On July 15, Fox business published an article entitled “Lessons Learned from James Gandolfini’s Will” noting some alleged mistakes in the estate plan.

On July 26, CNBC published Kelly Holland’s article entitled “Estate Planning Lessons from James Gandolfini’s Will” with the following derisive lead: “That the late James Gandolfini was a beloved actor is without question. Now that his will has been revealed, he has a new fan: the IRS.”

Even the fact that lawyers are debating the will itself became news. See Paul Sullivan’s July 19 article in the New York Times: “A Public Debate over the Wisdom of Gandolfini’s Will.” In that article, the author cited to several well regarded estate planners to debate the alleged problems with the will.

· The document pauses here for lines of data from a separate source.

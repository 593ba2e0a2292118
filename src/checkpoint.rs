use std::fmt;

use chrono::{DateTime, Utc};
use serde::{Deserialize, Serialize};

use crate::cache::hash_key;
use crate::domain::{IngestionMode, RunStatus, SourceName};

/// Position in a source's pagination scheme.
#[derive(Debug, Clone, PartialEq, Eq, Serialize, Deserialize)]
#[serde(tag = "type", content = "value", rename_all = "snake_case")]
pub enum PageCursor {
    Page(u32),
    Offset(u64),
    Token(String),
}

impl fmt::Display for PageCursor {
    fn fmt(&self, f: &mut fmt::Formatter<'_>) -> fmt::Result {
        match self {
            PageCursor::Page(page) => write!(f, "page {page}"),
            PageCursor::Offset(offset) => write!(f, "offset {offset}"),
            PageCursor::Token(token) => write!(f, "token {token}"),
        }
    }
}

/// Durable ingestion progress for one source.
#[derive(Debug, Clone, PartialEq, Serialize, Deserialize)]
pub struct Checkpoint {
    pub source: SourceName,
    pub mode: IngestionMode,
    pub query_hash: String,
    /// Next page to fetch; `None` once the source reported it was done.
    pub cursor: Option<PageCursor>,
    pub pages_completed: u32,
    pub items_processed: u64,
    #[serde(default)]
    pub total_pages: Option<u32>,
    pub status: RunStatus,
    #[serde(default)]
    pub last_error: Option<String>,
    pub updated_at: DateTime<Utc>,
}

impl Checkpoint {
    pub fn start(
        source: SourceName,
        mode: IngestionMode,
        query_hash: String,
        cursor: PageCursor,
    ) -> Self {
        Self {
            source,
            mode,
            query_hash,
            cursor: Some(cursor),
            pages_completed: 0,
            items_processed: 0,
            total_pages: None,
            status: RunStatus::Running,
            last_error: None,
            updated_at: Utc::now(),
        }
    }

    pub fn is_finished(&self) -> bool {
        self.cursor.is_none() || self.status == RunStatus::Completed
    }
}

pub fn query_hash(fingerprint: &str) -> String {
    hash_key(fingerprint)
}

#[derive(Debug, Clone, Copy, PartialEq, Eq)]
pub enum RestartReason {
    NoCheckpoint,
    QueryChanged,
    ModeChanged,
    PreviousRunFinished,
}

impl fmt::Display for RestartReason {
    fn fmt(&self, f: &mut fmt::Formatter<'_>) -> fmt::Result {
        let label = match self {
            RestartReason::NoCheckpoint => "no checkpoint",
            RestartReason::QueryChanged => "query changed",
            RestartReason::ModeChanged => "mode changed",
            RestartReason::PreviousRunFinished => "previous run finished",
        };
        write!(f, "{label}")
    }
}

#[derive(Debug, Clone, PartialEq)]
pub enum ResumeDecision {
    Resume(Checkpoint),
    Restart(RestartReason),
}

/// Decides whether a stored checkpoint may be resumed. Anything incompatible
/// with the requested run restarts from the first page.
pub fn decide_resume(
    stored: Option<&Checkpoint>,
    mode: IngestionMode,
    query_hash: &str,
) -> ResumeDecision {
    let Some(checkpoint) = stored else {
        return ResumeDecision::Restart(RestartReason::NoCheckpoint);
    };
    if checkpoint.query_hash != query_hash {
        return ResumeDecision::Restart(RestartReason::QueryChanged);
    }
    if checkpoint.mode != mode {
        return ResumeDecision::Restart(RestartReason::ModeChanged);
    }
    if checkpoint.is_finished() {
        return ResumeDecision::Restart(RestartReason::PreviousRunFinished);
    }
    ResumeDecision::Resume(checkpoint.clone())
}
use std::collections::BTreeSet;
use std::sync::Arc;

use serde_json::Value;
use tracing::debug;

use crate::adapter::{Page, SourceAdapter, expect_offset, malformed};
use crate::checkpoint::PageCursor;
use crate::domain::SourceName;
use crate::error::IngestError;
use crate::evidence::{FactPayload, PhenotypeFact, RawFact};
use crate::http::{FetchClient, FetchRequest};

pub const DEFAULT_BASE_URL: &str = "https://ontology.jax.org/api";

#[derive(Debug, Clone, PartialEq, Eq)]
pub struct HpoTerm {
    pub id: String,
    pub name: Option<String>,
}

#[derive(Debug, Clone, Default, PartialEq, Eq)]
pub struct TermAnnotations {
    pub genes: Vec<String>,
    pub diseases: BTreeSet<String>,
}

/// Phenotype annotations for the descendants of one or more root terms.
/// The offset indexes into the sorted term list; each page covers
/// `page_size` terms.
pub struct HpoAdapter {
    client: Arc<FetchClient>,
    base_url: String,
    roots: Vec<String>,
    page_size: u32,
}

impl HpoAdapter {
    pub fn new(client: Arc<FetchClient>, roots: Vec<String>) -> Self {
        Self {
            client,
            base_url: DEFAULT_BASE_URL.to_string(),
            roots,
            page_size: 25,
        }
    }

    pub fn with_base_url(mut self, base_url: impl Into<String>) -> Self {
        self.base_url = base_url.into();
        self
    }

    pub fn with_page_size(mut self, page_size: u32) -> Self {
        self.page_size = page_size.max(1);
        self
    }

    /// Root terms plus every descendant. Served from the HTTP cache after
    /// the first page, so the term order is stable across pages.
    fn terms(&self) -> Result<Vec<HpoTerm>, IngestError> {
        let mut terms: Vec<HpoTerm> = self
            .roots
            .iter()
            .map(|id| HpoTerm {
                id: id.clone(),
                name: None,
            })
            .collect();
        for root in &self.roots {
            let request = FetchRequest::get(format!(
                "{}/hp/terms/{root}/descendants",
                self.base_url.trim_end_matches('/')
            ));
            let raw: Value = self.client.fetch_json(&request)?;
            terms.extend(parse_terms(&raw));
        }
        terms.sort_by(|a, b| a.id.cmp(&b.id));
        terms.dedup_by(|a, b| {
            if a.id == b.id {
                if b.name.is_none() {
                    b.name = a.name.take();
                }
                true
            } else {
                false
            }
        });
        Ok(terms)
    }

    fn annotations(&self, term: &str) -> Result<TermAnnotations, IngestError> {
        let request = FetchRequest::get(format!(
            "{}/network/annotation/{term}",
            self.base_url.trim_end_matches('/')
        ));
        let raw: Value = self.client.fetch_json(&request)?;
        parse_annotations(&raw)
            .ok_or_else(|| malformed(&SourceName::Hpo, format!("annotation for {term} has no genes")))
    }
}

impl SourceAdapter for HpoAdapter {
    fn source(&self) -> SourceName {
        SourceName::Hpo
    }

    fn query_fingerprint(&self) -> String {
        format!("hpo|{}|{}|{}", self.base_url, self.roots.join(","), self.page_size)
    }

    fn first_cursor(&self) -> PageCursor {
        PageCursor::Offset(0)
    }

    fn next_page(&self, cursor: &PageCursor) -> Result<Page, IngestError> {
        let offset = expect_offset(&SourceName::Hpo, cursor)?;
        let terms = self.terms()?;
        let page_size = u64::from(self.page_size);
        let total = terms.len() as u64;
        let total_pages = total.div_ceil(page_size) as u32;

        let start = offset.min(total) as usize;
        let end = (offset + page_size).min(total) as usize;
        let mut facts = Vec::new();
        for term in &terms[start..end] {
            let annotations = self.annotations(&term.id)?;
            for gene in &annotations.genes {
                facts.push(RawFact::new(
                    gene.clone(),
                    FactPayload::Phenotype(PhenotypeFact {
                        hpo_id: term.id.clone(),
                        name: term.name.clone(),
                        diseases: annotations.diseases.clone(),
                    }),
                ));
            }
        }
        debug!(offset, terms = end - start, facts = facts.len(), "hpo page mapped");

        let done = end as u64 >= total;
        Ok(Page {
            facts,
            next_cursor: (!done).then(|| PageCursor::Offset(end as u64)),
            done,
            total_pages: Some(total_pages),
        })
    }
}

pub fn parse_terms(raw: &Value) -> Vec<HpoTerm> {
    raw.as_array()
        .cloned()
        .unwrap_or_default()
        .iter()
        .filter_map(|item| {
            let id = item.get("id").and_then(|v| v.as_str())?.to_string();
            let name = item
                .get("name")
                .and_then(|v| v.as_str())
                .map(|v| v.to_string());
            Some(HpoTerm { id, name })
        })
        .collect()
}

pub fn parse_annotations(raw: &Value) -> Option<TermAnnotations> {
    let genes = raw.get("genes").and_then(|v| v.as_array())?;
    let mut symbols: Vec<String> = genes
        .iter()
        .filter_map(|gene| gene.get("name").and_then(|v| v.as_str()))
        .map(|name| name.to_string())
        .collect();
    symbols.sort();
    symbols.dedup();
    let diseases = raw
        .get("diseases")
        .and_then(|v| v.as_array())
        .map(|items| {
            items
                .iter()
                .filter_map(|item| item.get("id").and_then(|v| v.as_str()))
                .map(|id| id.to_string())
                .collect()
        })
        .unwrap_or_default();
    Some(TermAnnotations {
        genes: symbols,
        diseases,
    })
}

#[cfg(test)]
mod tests {
    use super::*;

    #[test]
    fn parses_term_annotations() {
        let raw = serde_json::json!({
            "genes": [
                {"id": "NCBIGene:5310", "name": "PKD1"},
                {"id": "NCBIGene:5311", "name": "PKD2"},
                {"id": "NCBIGene:5310", "name": "PKD1"}
            ],
            "diseases": [{"id": "OMIM:173900", "name": "Polycystic kidney disease 1"}]
        });
        let annotations = parse_annotations(&raw).unwrap();
        assert_eq!(annotations.genes, vec!["PKD1".to_string(), "PKD2".to_string()]);
        assert!(annotations.diseases.contains("OMIM:173900"));
    }

    #[test]
    fn missing_gene_list_is_malformed() {
        assert!(parse_annotations(&serde_json::json!({"diseases": []})).is_none());
    }

    #[test]
    fn parses_descendants() {
        let raw = serde_json::json!([
            {"id": "HP:0000107", "name": "Renal cyst"},
            {"id": "HP:0000113"}
        ]);
        let terms = parse_terms(&raw);
        assert_eq!(terms.len(), 2);
        assert_eq!(terms[1].name, None);
    }
}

For example, why didn’t Mr. Gandolfini create a trust to protect his baby daughter (instead relying on a typical postponement of possession clause until age 21)? It would have seemed prudent to draft a trust that would protect her from herself, from her creditors and from a potential divorce, the commentary suggested. Speaking of trusts, as Bruce Steiner also noted, Sullivan’s article asked: why didn’t Jim put the shares passing to his sisters in trusts also to avoid estate tax when they die? This is potentially a huge tax savings opportunity missed. Also, Proskauer partner, Andrew Katzenstein, is quoted as saying: “They really messed up the disposition of the Italian property.” Due to Italian forced-heirship laws, he noted the purported gift of the Italian property into trusts may be ignored (at least as to 75% of the property, he says).

Interestingly, Mr. Sullivan also interviewed Roger Haber who was Jim Gandolfini’s lawyer and apparently was the draftsman of the will. Mr. Haber is also one of its executors – an issue over which there has been surprisingly little fanfare, although clients appointing their attorneys as executors and trustees has become a fairly hot ethics topic.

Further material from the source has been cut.